El proyectil, que sobrevoló previamente los cielos de Irak y Siria, fue detectado al entrar en la provincia fronteriza de Hatay, en el extremo sur de Turquía. Según confirmó Burhanettin Duran, jefe de comunicación del Gobierno turco, el misil fue "interceptado y destruido por los sistemas de defensa aérea de la OTAN estacionados en el Mediterráneo Oriental". Aunque el derribo provocó la caída de fragmentos en el municipio de Dörtyol, las autoridades han confirmado que no se han producido víctimas mortales ni heridos.

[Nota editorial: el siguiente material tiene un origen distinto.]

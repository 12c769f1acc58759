//! Batch Orchestrator — drives the résumé pipeline over a collection of
//! inbound messages in fixed-size batches, pacing between batches to stay
//! under the model's rate limit.
//!
//! Nothing here aborts the batch: every per-message failure degrades to a
//! placeholder record so one bad message cannot block the rest.

pub mod attachment;
pub mod extract;
pub mod fields;
pub mod prompts;
pub mod redact;

use std::sync::LazyLock;
use std::time::Duration;

use regex::Regex;
use tokio_util::sync::CancellationToken;
use tracing::{error, info};

use crate::models::message::InboundMessage;
use crate::models::record::{CandidateRecord, EXPERIENCE_UNKNOWN, NA, STATUS_UNTREATED};
use fields::FieldExtractor;

const UNKNOWN: &str = "Inconnu";

// `application_ <job> from <name tokens>.msg`
static JOB_RE: LazyLock<Regex> =
    LazyLock::new(|| Regex::new(r"application_ (.*?) from").unwrap());

/// Batch shape and pacing. `batch_size` is the requests-per-window ceiling
/// of the model API; `pause` is the window length.
#[derive(Debug, Clone)]
pub struct BatchSettings {
    pub batch_size: usize,
    pub pause: Duration,
    /// Attach the original document bytes to each record.
    pub store_cv: bool,
}

impl Default for BatchSettings {
    fn default() -> Self {
        BatchSettings {
            batch_size: 15,
            pause: Duration::from_secs(60),
            store_cv: false,
        }
    }
}

/// Progress signal consumed by the caller (UI, logs). One `message_done`
/// per message, one `batch_pause` per inter-batch wait.
pub trait ProgressSink: Send {
    fn message_done(&mut self, processed: usize, total: usize);
    fn batch_pause(&mut self, wait: Duration);
}

/// Default sink: progress through structured logs.
pub struct TracingProgress;

impl ProgressSink for TracingProgress {
    fn message_done(&mut self, processed: usize, total: usize) {
        info!("{processed}/{total} messages processed");
    }

    fn batch_pause(&mut self, wait: Duration) {
        info!(
            "pausing {}s between batches to respect the model rate limit",
            wait.as_secs()
        );
    }
}

/// Job identifier from the message filename, `Inconnu` when the fixed
/// positional pattern does not match.
pub fn parse_job_name(filename: &str) -> String {
    JOB_RE
        .captures(filename)
        .and_then(|c| c.get(1))
        .map(|m| m.as_str().to_string())
        .unwrap_or_else(|| UNKNOWN.to_string())
}

/// Candidate name tokens: the text after `from` up to the `.msg` suffix,
/// split on whitespace.
pub fn parse_name_tokens(filename: &str) -> Vec<String> {
    match filename.split_once("from") {
        Some((_, rest)) => {
            let name_part = rest.split(".msg").next().unwrap_or(rest);
            name_part.split_whitespace().map(String::from).collect()
        }
        None => vec![UNKNOWN.to_string()],
    }
}

/// Runs the full pipeline over `messages` and returns one record per
/// message, sorted by (job, date) ascending.
///
/// The scratch area used to materialize résumés is purged unconditionally
/// when this function returns, success or failure. Cancellation is checked
/// at every message boundary and every sleep; a cancelled run returns the
/// records completed so far.
pub async fn run(
    messages: &[InboundMessage],
    extractor: &FieldExtractor<'_>,
    settings: &BatchSettings,
    cancel: &CancellationToken,
    progress: &mut dyn ProgressSink,
) -> anyhow::Result<Vec<CandidateRecord>> {
    // Dropped on every exit path, deleting materialized résumés with it.
    let scratch = tempfile::tempdir()?;
    let destination = scratch.path().join("cvs");
    std::fs::create_dir_all(&destination)?;

    let total = messages.len();
    let mut records: Vec<CandidateRecord> = Vec::with_capacity(total);
    let mut processed = 0;

    for (batch_index, batch) in messages.chunks(settings.batch_size.max(1)).enumerate() {
        for message in batch {
            if cancel.is_cancelled() {
                info!("run cancelled after {processed}/{total} messages");
                return Ok(records);
            }

            info!("processing {}", message.filename);
            let record = process_message(
                message,
                extractor,
                scratch.path(),
                &destination,
                settings,
                cancel,
            )
            .await;
            records.push(record);

            processed += 1;
            progress.message_done(processed, total);
        }

        let is_last_batch = (batch_index + 1) * settings.batch_size.max(1) >= total;
        if !is_last_batch {
            progress.batch_pause(settings.pause);
            tokio::select! {
                _ = cancel.cancelled() => {
                    info!("run cancelled during batch pause");
                    return Ok(records);
                }
                _ = tokio::time::sleep(settings.pause) => {}
            }
        }
    }

    // Bulk re-sort over the completed batch, not a streaming guarantee.
    records.sort_by(|a, b| a.job.cmp(&b.job).then(a.date.cmp(&b.date)));
    Ok(records)
}

async fn process_message(
    message: &InboundMessage,
    extractor: &FieldExtractor<'_>,
    scratch: &std::path::Path,
    destination: &std::path::Path,
    settings: &BatchSettings,
    cancel: &CancellationToken,
) -> CandidateRecord {
    let job = parse_job_name(&message.filename);
    let name_tokens = parse_name_tokens(&message.filename);
    let full_name = name_tokens.join(" ");

    let resume = match attachment::resolve(message, scratch, destination) {
        Ok(resume) => resume,
        Err(e) => {
            error!("skipping {}: {e}", message.filename);
            return placeholder_record(message, job, full_name, None);
        }
    };

    info!("résumé materialized at {}", resume.path.display());
    let cv = settings.store_cv.then(|| resume.bytes.clone());
    let text = extract::extract_text(&resume.bytes, resume.format);

    // Short tokens ("de", initials) would shred unrelated words.
    let maskable: Vec<String> = name_tokens.iter().filter(|t| t.len() > 2).cloned().collect();
    let redaction = redact::redact(&text, &maskable);

    if redaction.text.trim().is_empty() {
        error!(
            "no extractable text in {} (image or unreadable document)",
            message.filename
        );
        return placeholder_record(message, job, full_name, cv);
    }

    let fields = extractor.extract(&redaction.text, cancel).await;

    // A LinkedIn title mentioning freelancing overrides the model's answer.
    let freelance = if title_mentions_freelance(message) {
        "OUI".to_string()
    } else {
        fields.freelance
    };

    CandidateRecord {
        date: message.sent_at,
        job,
        name: full_name,
        linkedin_title: message.linkedin_title.clone(),
        linkedin_address: message.linkedin_address.clone(),
        email: redaction.email.unwrap_or_else(|| NA.to_string()),
        phone: redaction.phone.unwrap_or_else(|| NA.to_string()),
        freelance,
        graduation_year: fields.graduation_year,
        experience_years: fields.experience_years,
        companies: fields.companies,
        skills: fields.skills,
        status: STATUS_UNTREATED,
        cv,
    }
}

fn title_mentions_freelance(message: &InboundMessage) -> bool {
    message.linkedin_title.to_lowercase().contains("freelance")
}

/// Hard-failure row: contact and structured fields pinned to sentinels.
fn placeholder_record(
    message: &InboundMessage,
    job: String,
    name: String,
    cv: Option<Vec<u8>>,
) -> CandidateRecord {
    let freelance = if title_mentions_freelance(message) {
        "OUI".to_string()
    } else {
        NA.to_string()
    };

    CandidateRecord {
        date: message.sent_at,
        job,
        name,
        linkedin_title: message.linkedin_title.clone(),
        linkedin_address: message.linkedin_address.clone(),
        email: NA.to_string(),
        phone: NA.to_string(),
        freelance,
        graduation_year: NA.to_string(),
        experience_years: EXPERIENCE_UNKNOWN,
        companies: NA.to_string(),
        skills: NA.to_string(),
        status: STATUS_UNTREATED,
        cv,
    }
}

Por su parte, el Ministerio de Defensa turco detalló que la neutralización se llevó a cabo mediante "los sistemas de defensa aérea y antimisiles de la OTAN en el Mediterráneo Oriental", sin aportar más detalles técnicos sobre el modelo de interceptor utilizado. La gravedad del suceso cobra una dimensión especial para España, ya que el misil fue interceptado a tan solo 80 kilómetros de la base aérea de Incirlik.

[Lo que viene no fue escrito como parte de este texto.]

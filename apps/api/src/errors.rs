use axum::{
    http::StatusCode,
    response::{IntoResponse, Response},
    Json,
};
use serde_json::json;
use thiserror::Error;

use crate::store::StoreError;

/// Application-level error type.
/// Implements `IntoResponse` so Axum handlers can return `Result<T, AppError>`.
#[derive(Debug, Error)]
pub enum AppError {
    #[error("Validation error: {0}")]
    Validation(String),

    #[error("Unprocessable entity: {0}")]
    UnprocessableEntity(String),

    #[error("Store error: {0}")]
    Store(#[from] StoreError),

    #[error("Internal server error: {0}")]
    Internal(#[from] anyhow::Error),
}

impl IntoResponse for AppError {
    fn into_response(self) -> Response {
        let (status, code, message) = match &self {
            AppError::Validation(msg) => (StatusCode::BAD_REQUEST, "VALIDATION_ERROR", msg.clone()),
            AppError::UnprocessableEntity(msg) => (
                StatusCode::UNPROCESSABLE_ENTITY,
                "UNPROCESSABLE_ENTITY",
                msg.clone(),
            ),
            AppError::Store(e) => {
                tracing::error!("Store error: {e}");
                (
                    StatusCode::INTERNAL_SERVER_ERROR,
                    "STORE_ERROR",
                    "A storage error occurred".to_string(),
                )
            }
            AppError::Internal(e) => {
                tracing::error!("Internal error: {e:?}");
                (
                    StatusCode::INTERNAL_SERVER_ERROR,
                    "INTERNAL_ERROR",
                    "An internal server error occurred".to_string(),
                )
            }
        };

        let body = Json(json!({
            "error": {
                "code": code,
                "message": message
            }
        }));

        (status, body).into_response()
    }
}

Esta instalación es estratégica para la Alianza Atlántica y alberga actualmente la batería de misiles de defensa antiaérea Patriot españoles, así como un destacamento de tropas de nuestro país que forman parte de la misión de defensa del flanco sur de la OTAN. A pesar de que la trayectoria del misil era coherente con un ataque hacia Incirlik, algunos funcionarios sugieren que el proyectil "se desvió de su curso" y que su objetivo real podría haber sido Chipre, donde recientemente un dron iraní impactó en una base británica.

No obstante, desde Ankara se ha enviado una advertencia tajante: "Se tomarán con determinación todas las medidas para defender nuestro territorio y espacio aéreo". Tras el incidente, la diplomacia turca ha iniciado una ronda de contactos de urgencia. El ministro de Exteriores, Hakan Fidan, instó a su homólogo iraní, Abás Araqchi, a evitar "cualquier paso que pueda conducir a la propagación del conflicto".

Turquía, que al igual que España ha denegado a Estados Unidos el uso de sus bases para atacar a Irán, insiste en que no permitirá que "ninguno de sus elementos aéreos, terrestres o marítimos, incluido su espacio aéreo, se utilice con fines operativos a favor de las partes".

Sin embargo, el Gobierno turco ha dejado claro que su neutralidad no implica pasividad ante agresiones a su soberanía. Burhanettin Duran subrayó que el país "no dudará en defender su territorio y espacio aéreo" y que "responderá a actitudes hostiles dentro del marco del derecho internacional". En la misma línea, el comunicado oficial de Defensa concluye con un mensaje de contención dirigido a todos los actores regionales: "Advertimos a todas las partes que se abstengan de acciones que puedan conducir a una mayor escalada del conflicto en la región. En este contexto, seguiremos consultando con la OTAN y nuestros otros aliados".